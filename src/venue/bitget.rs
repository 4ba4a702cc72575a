//! Bitget books channel decoder.
//!
//! The books50 channel sends one `action: "snapshot"` frame on subscribe and
//! `action: "update"` deltas afterwards:
//!
//! ```text
//! {
//!   "action": "snapshot",
//!   "arg": {"instType": "SPOT", "channel": "books50", "instId": "BTCUSDT"},
//!   "data": [{"bids": [["70400", "1.5"]], "asks": [...], "ts": "..."}]
//! }
//! ```
//!
//! Subscribe acks carry `op`/`event` fields; the JSON ping is answered with a
//! bare `pong` text frame. Both are skipped.

use serde::Deserialize;

use super::parse_levels;
use crate::error::ParseError;
use crate::orderbook::BookEvent;

#[derive(Debug, Deserialize)]
struct BitgetFrame {
    op: Option<String>,
    event: Option<String>,
    action: Option<String>,
    data: Option<Vec<BitgetBook>>,
}

#[derive(Debug, Deserialize)]
struct BitgetBook {
    #[serde(default)]
    bids: Vec<Vec<String>>,
    #[serde(default)]
    asks: Vec<Vec<String>>,
}

/// Decode one Bitget frame.
pub fn parse(text: &str) -> Result<BookEvent, ParseError> {
    let trimmed = text.trim();
    if trimmed == "pong" {
        return Ok(BookEvent::Control);
    }

    let frame: BitgetFrame = serde_json::from_str(trimmed)?;

    if frame.op.is_some() || frame.event.is_some() {
        return Ok(BookEvent::Control);
    }

    let Some(action) = frame.action.as_deref() else {
        return Ok(BookEvent::Control);
    };

    let data = frame.data.ok_or(ParseError::MissingField("data"))?;
    let book = data.first().ok_or(ParseError::MissingField("data[0]"))?;
    let bids = parse_levels(&book.bids)?;
    let asks = parse_levels(&book.asks)?;

    match action {
        "snapshot" => Ok(BookEvent::Snapshot { bids, asks }),
        "update" => Ok(BookEvent::Delta { bids, asks }),
        _ => Ok(BookEvent::Control),
    }
}

#[cfg(test)]
mod tests {
    use super::*;
    use rust_decimal_macros::dec;

    #[test]
    fn parses_snapshot_action() {
        let msg = r#"{
            "action": "snapshot",
            "arg": {"instType": "SPOT", "channel": "books50", "instId": "BTCUSDT"},
            "data": [{
                "bids": [["70400.0", "1.5"]],
                "asks": [["70410.0", "2.0"], ["70420.0", "1.0"]],
                "ts": "1697026784000"
            }]
        }"#;

        let event = parse(msg).unwrap();
        assert_eq!(
            event,
            BookEvent::Snapshot {
                bids: vec![(dec!(70400.0), dec!(1.5))],
                asks: vec![(dec!(70410.0), dec!(2.0)), (dec!(70420.0), dec!(1.0))],
            }
        );
    }

    #[test]
    fn parses_update_action_as_delta() {
        let msg = r#"{
            "action": "update",
            "arg": {"instType": "SPOT", "channel": "books50", "instId": "BTCUSDT"},
            "data": [{"bids": [["70400.0", "0"]], "asks": []}]
        }"#;

        let event = parse(msg).unwrap();
        assert_eq!(
            event,
            BookEvent::Delta {
                bids: vec![(dec!(70400.0), dec!(0))],
                asks: vec![],
            }
        );
    }

    #[test]
    fn subscribe_ack_is_control() {
        let msg = r#"{"event": "subscribe", "arg": {"channel": "books50", "instId": "BTCUSDT"}}"#;
        assert_eq!(parse(msg).unwrap(), BookEvent::Control);

        let msg = r#"{"op": "subscribe"}"#;
        assert_eq!(parse(msg).unwrap(), BookEvent::Control);
    }

    #[test]
    fn pong_is_control() {
        assert_eq!(parse("pong").unwrap(), BookEvent::Control);
    }

    #[test]
    fn snapshot_without_data_is_error() {
        let msg = r#"{"action": "snapshot"}"#;
        assert!(matches!(parse(msg), Err(ParseError::MissingField("data"))));
    }
}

•••

Task brief: Considering each line of the material above, count those with the word "ParseError" and give only the number.

Written response: 5